FreeBSD 13 Is Preparing To Finally Retire GCC 4.2
Written by Michael Larabel in BSD on 14 August 2019 at 06:36 AM EDT. 18 Comments
BSD --
GCC 4.2.1 has been out since 2007 and while there have been many big updates to the GNU Compiler Collection over the past decade, that version remains somewhat common in the BSD land due to being the last version under the GPLv2 license. GCC 4.2.2 and newer switched over to GPLv3+ and that is why several BSDs have stuck to using GCC 4.2.1 or at least keeping it in their base repository. But now for FreeBSD 13, this old version of GCC is set to be retired with FreeBSD already being quite focused on LLVM Clang as its default compiler while also offering newer GCC versions via its package management system.

A firm timeline has been established for removing GCC 4.2.1 before next year's FreeBSD 13 release. This timeline includes dropping GCC 4.2.1 from continuous integration builds at the end of the month and turning off GCC 4.2.1 from universe by default. At the end of the calendar year they will turn off GCC 4.2.1 by default and at the end of March is when they will remove the compiler code entirely from their SVN. Next May they also intend to drop non-Clang platforms that are not supported by the in-tree LLVM or converted to an external toolchain.
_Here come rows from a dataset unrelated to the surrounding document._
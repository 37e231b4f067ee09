//! Statutory child allowance

use crate::assumptions::Assumptions;

/// Annual child allowance for children of the given ages.
///
/// Children count in birth order among those still under the cutoff; the third
/// and later get the third-child rate, the others the under-3 or standard rate.
pub fn child_allowance(assumptions: &Assumptions, child_ages: &[u32]) -> f64 {
    let rates = &assumptions.rates;
    let mut eligible: Vec<u32> = child_ages
        .iter()
        .copied()
        .filter(|&age| assumptions.rules.child_eligible(age))
        .collect();
    eligible.sort_unstable_by(|a, b| b.cmp(a));

    eligible
        .iter()
        .enumerate()
        .map(|(rank, &age)| {
            if rank >= 2 {
                rates.child_allowance_third_plus
            } else if age < 3 {
                rates.child_allowance_under3
            } else {
                rates.child_allowance_standard
            }
        })
        .sum()
}
//! CSV-based rate table loader
//!
//! Loads coefficient overrides from `key,value` CSV files in data/rates/

use std::fs::File;
use std::path::Path;

use crate::error::{PlannerError, Result};

/// Default path to the rates directory
pub const DEFAULT_RATES_PATH: &str = "data/rates";

/// File holding `PensionRates` overrides
pub const RATES_FILE: &str = "pension_rates.csv";

/// File holding `EligibilityRules` overrides
pub const RULES_FILE: &str = "eligibility_rules.csv";

/// Load `key,value` rows from a CSV file with a header line
pub fn load_key_values(path: &Path) -> Result<Vec<(String, String)>> {
    let file = File::open(path).map_err(|source| PlannerError::Io {
        path: path.display().to_string(),
        source,
    })?;
    let mut reader = csv::Reader::from_reader(file);

    let mut rows = Vec::new();

    for result in reader.records() {
        let record = result?;
        let key = record.get(0).unwrap_or_default().trim().to_string();
        let value = record.get(1).unwrap_or_default().trim().to_string();
        if key.is_empty() || key.starts_with('#') {
            continue;
        }
        rows.push((key, value));
    }

    Ok(rows)
}

/// Parse a numeric cell, attaching the key on failure
pub fn parse_value<T: std::str::FromStr>(key: &str, value: &str) -> Result<T> {
    value.parse().map_err(|_| PlannerError::InvalidRateValue {
        key: key.to_string(),
        value: value.to_string(),
    })
}

/// Raw rows from both rate files. A missing file means "no overrides".
pub struct LoadedTables {
    pub rates: Vec<(String, String)>,
    pub rules: Vec<(String, String)>,
}

impl LoadedTables {
    /// Load tables from the default path
    pub fn load_default() -> Result<Self> {
        Self::load_from(Path::new(DEFAULT_RATES_PATH))
    }

    /// Load tables from a specific directory
    pub fn load_from(dir: &Path) -> Result<Self> {
        Ok(Self {
            rates: load_optional(&dir.join(RATES_FILE))?,
            rules: load_optional(&dir.join(RULES_FILE))?,
        })
    }
}

fn load_optional(path: &Path) -> Result<Vec<(String, String)>> {
    if path.exists() {
        load_key_values(path)
    } else {
        log::debug!("no rate table at {}, using defaults", path.display());
        Ok(Vec::new())
    }
}
//! Configuration management for the Station Weather Resilience server
//!
//! Supports hierarchical configuration loading:
//! 1. Default values in code
//! 2. Configuration files (development.toml, production.toml)
//! 3. Environment variable overrides with SWR_ prefix

use config::{ConfigError, Environment, File};
use serde::Deserialize;

/// Main application configuration
#[derive(Debug, Deserialize, Clone)]
pub struct Config {
    /// Current environment (development, production)
    pub environment: String,

    /// Server configuration
    pub server: ServerConfig,

    /// Observation source configuration
    pub sources: SourcesConfig,

    /// Static reference data locations
    pub reference: ReferenceConfig,
}

#[derive(Debug, Deserialize, Clone)]
pub struct ServerConfig {
    /// Server port
    pub port: u16,

    /// Server host
    pub host: String,
}

#[derive(Debug, Deserialize, Clone)]
pub struct SourcesConfig {
    /// Ground station feed endpoint; empty disables the source
    pub ground_station_url: String,

    /// Satellite feed endpoint; empty disables the source
    pub satellite_url: String,

    /// Per-source fetch budget in seconds
    pub fetch_timeout_secs: u64,
}

#[derive(Debug, Deserialize, Clone)]
pub struct ReferenceConfig {
    /// Path to the JSON file with the monitored location table
    pub locations_file: String,
}

impl Config {
    /// Load configuration from files and environment variables
    pub fn load() -> Result<Self, ConfigError> {
        let environment = std::env::var("SWR_ENVIRONMENT").unwrap_or_else(|_| "development".into());

        let config = config::Config::builder()
            // Start with default values
            .set_default("environment", environment.clone())?
            .set_default("server.port", 3000)?
            .set_default("server.host", "0.0.0.0")?
            .set_default("sources.ground_station_url", "")?
            .set_default("sources.satellite_url", "")?
            .set_default("sources.fetch_timeout_secs", 8)?
            .set_default("reference.locations_file", "data/locations.json")?
            // Load environment-specific config file
            .add_source(File::with_name(&format!("config/{}", environment)).required(false))
            // Override with environment variables (SWR_ prefix)
            .add_source(
                Environment::with_prefix("SWR")
                    .separator("__")
                    .try_parsing(true),
            )
            .build()?;

        config.try_deserialize()
    }
}

impl Default for ServerConfig {
    fn default() -> Self {
        Self {
            port: 3000,
            host: "0.0.0.0".to_string(),
        }
    }
}
//! Common types used across the platform

use serde::{Deserialize, Serialize};

/// Quality label attached to a fused reading.
///
/// `Estimated` marks a reading built entirely from neutral defaults because
/// no source contributed data; it must never be presented as a measurement.
#[derive(Debug, Clone, Copy, Serialize, Deserialize, PartialEq, Eq)]
#[serde(rename_all = "snake_case")]
pub enum DataQuality {
    Measured,
    Estimated,
}

/// Operational risk band for a scored location
#[derive(Debug, Clone, Copy, Serialize, Deserialize, PartialEq, Eq)]
#[serde(rename_all = "snake_case")]
pub enum RiskBand {
    /// Score >= 70
    High,
    /// Score in [50, 70)
    Elevated,
    /// Score < 50
    Normal,
}

impl RiskBand {
    pub fn from_score(score: u8) -> Self {
        match score {
            70..=u8::MAX => RiskBand::High,
            50..=69 => RiskBand::Elevated,
            _ => RiskBand::Normal,
        }
    }
}
//! Multi-source fusion engine
//!
//! Combines the cycle's observations into a single weighted reading. Each
//! field is fused independently: a source missing one field still contributes
//! fully to the others. Confidence reflects source-count redundancy only;
//! disagreement between sources is deliberately not detected or penalized.

use chrono::{DateTime, Utc};

use crate::models::{FusedReading, SourceId, WeatherObservation};
use crate::types::DataQuality;
use crate::validation::normalize_observation;

/// Neutral defaults substituted when no source supplied a field.
///
/// This is policy, not plumbing: the defaults encode a "low risk assumption"
/// so downstream scoring never operates on missing data, and they must never
/// be read back as measurements.
#[derive(Debug, Clone, Copy)]
pub struct NeutralDefaults {
    pub temperature: f64,
    pub humidity: f64,
    pub precipitation_rate: f64,
    pub wind_speed: f64,
    pub wind_direction: f64,
    pub pressure: f64,
}

pub const NEUTRAL_DEFAULTS: NeutralDefaults = NeutralDefaults {
    temperature: 18.0,
    humidity: 60.0,
    precipitation_rate: 0.0,
    wind_speed: 5.0,
    wind_direction: 180.0,
    pressure: 1013.0,
};

const CONFIDENCE_NO_SOURCES: u8 = 50;
const CONFIDENCE_SINGLE_SOURCE: u8 = 75;
const CONFIDENCE_REDUNDANT: u8 = 95;

/// Confidence step function over the number of contributing sources
pub fn confidence_for(source_count: usize) -> u8 {
    match source_count {
        0 => CONFIDENCE_NO_SOURCES,
        1 => CONFIDENCE_SINGLE_SOURCE,
        _ => CONFIDENCE_REDUNDANT,
    }
}

/// Weighted accumulator for one field
#[derive(Default)]
struct FieldAccumulator {
    weighted_sum: f64,
    weight_sum: f64,
}

impl FieldAccumulator {
    fn add(&mut self, value: Option<f64>, weight: f64) {
        if let Some(v) = value {
            self.weighted_sum += v * weight;
            self.weight_sum += weight;
        }
    }

    fn resolve(&self, default: f64) -> f64 {
        if self.weight_sum > 0.0 {
            self.weighted_sum / self.weight_sum
        } else {
            default
        }
    }
}

/// Fuse the cycle's observations into one reading, stamped `timestamp`.
///
/// Never fails: with zero usable sources the result is built entirely from
/// [`NEUTRAL_DEFAULTS`] with confidence 50 and quality `Estimated`. Inputs
/// are re-normalized here, so sentinel values are harmless even if a caller
/// skipped the normalizer.
pub fn fuse_at(observations: &[WeatherObservation], timestamp: DateTime<Utc>) -> FusedReading {
    let mut temperature = FieldAccumulator::default();
    let mut humidity = FieldAccumulator::default();
    let mut precipitation_rate = FieldAccumulator::default();
    let mut wind_speed = FieldAccumulator::default();
    let mut wind_direction = FieldAccumulator::default();
    let mut pressure = FieldAccumulator::default();
    let mut contributing_sources: Vec<SourceId> = Vec::new();

    for obs in observations {
        let obs = normalize_observation(obs.clone());
        if !obs.is_success() || !obs.has_any_field() {
            continue;
        }
        let weight = obs.source.trust_weight();

        temperature.add(obs.temperature, weight);
        humidity.add(obs.humidity, weight);
        precipitation_rate.add(obs.precipitation_rate, weight);
        wind_speed.add(obs.wind_speed, weight);
        wind_direction.add(obs.wind_direction, weight);
        pressure.add(obs.pressure, weight);

        if !contributing_sources.contains(&obs.source) {
            contributing_sources.push(obs.source);
        }
    }

    let confidence = confidence_for(contributing_sources.len());
    let data_quality = if contributing_sources.is_empty() {
        DataQuality::Estimated
    } else {
        DataQuality::Measured
    };

    FusedReading {
        timestamp,
        temperature: temperature.resolve(NEUTRAL_DEFAULTS.temperature),
        humidity: humidity.resolve(NEUTRAL_DEFAULTS.humidity),
        precipitation_rate: precipitation_rate.resolve(NEUTRAL_DEFAULTS.precipitation_rate),
        wind_speed: wind_speed.resolve(NEUTRAL_DEFAULTS.wind_speed),
        wind_direction: wind_direction.resolve(NEUTRAL_DEFAULTS.wind_direction),
        pressure: pressure.resolve(NEUTRAL_DEFAULTS.pressure),
        contributing_sources,
        confidence,
        data_quality,
    }
}

/// Fuse the cycle's observations, stamped with the current time
pub fn fuse(observations: &[WeatherObservation]) -> FusedReading {
    fuse_at(observations, Utc::now())
}

#[cfg(test)]
mod tests {
    use super::*;
    use crate::models::ObservationStatus;

    fn success(source: SourceId, temperature: Option<f64>) -> WeatherObservation {
        WeatherObservation {
            source,
            status: ObservationStatus::Success,
            temperature,
            humidity: None,
            precipitation_rate: None,
            wind_speed: None,
            wind_direction: None,
            pressure: None,
        }
    }

    #[test]
    fn test_weight_normalized_average() {
        let observations = vec![
            success(SourceId::GroundStation, Some(20.0)),
            success(SourceId::Satellite, Some(10.0)),
        ];
        let reading = fuse(&observations);
        // (20*0.6 + 10*0.4) / (0.6 + 0.4)
        assert!((reading.temperature - 16.0).abs() < 1e-9);
        assert_eq!(reading.confidence, 95);
    }

    #[test]
    fn test_single_source_value_passes_through() {
        let observations = vec![
            success(SourceId::GroundStation, Some(20.0)),
            WeatherObservation::unavailable(SourceId::Satellite),
        ];
        let reading = fuse(&observations);
        assert!((reading.temperature - 20.0).abs() < 1e-9);
        assert_eq!(reading.confidence, 75);
        assert_eq!(reading.contributing_sources, vec![SourceId::GroundStation]);
    }

    #[test]
    fn test_no_sources_yields_estimated_defaults() {
        let reading = fuse(&[]);
        assert_eq!(reading.confidence, 50);
        assert_eq!(reading.data_quality, DataQuality::Estimated);
        assert_eq!(reading.temperature, NEUTRAL_DEFAULTS.temperature);
        assert_eq!(reading.humidity, NEUTRAL_DEFAULTS.humidity);
        assert_eq!(reading.precipitation_rate, NEUTRAL_DEFAULTS.precipitation_rate);
        assert_eq!(reading.wind_speed, NEUTRAL_DEFAULTS.wind_speed);
        assert_eq!(reading.wind_direction, NEUTRAL_DEFAULTS.wind_direction);
        assert_eq!(reading.pressure, NEUTRAL_DEFAULTS.pressure);
        assert!(reading.contributing_sources.is_empty());
    }

    #[test]
    fn test_success_without_fields_does_not_contribute() {
        let observations = vec![success(SourceId::GroundStation, None)];
        let reading = fuse(&observations);
        assert_eq!(reading.confidence, 50);
        assert!(reading.contributing_sources.is_empty());
    }

    #[test]
    fn test_missing_field_falls_back_per_field() {
        let mut ground = success(SourceId::GroundStation, Some(3.5));
        ground.pressure = Some(990.0);
        let observations = vec![ground];
        let reading = fuse(&observations);
        assert!((reading.temperature - 3.5).abs() < 1e-9);
        assert!((reading.pressure - 990.0).abs() < 1e-9);
        // Humidity untouched by the source, neutral default applies
        assert_eq!(reading.humidity, NEUTRAL_DEFAULTS.humidity);
    }
}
The main risk here is for the less common CPU architectures where the LLVM/Clang compiler support isn't as well off. "The timeline gives powerpc, mips, mips64, and sparc64 9 months to integrate either into an in-tree compiler, or to have a proven external toolchain solution. This is on top of the many-years-long warnings about this being the end game of the clang integration."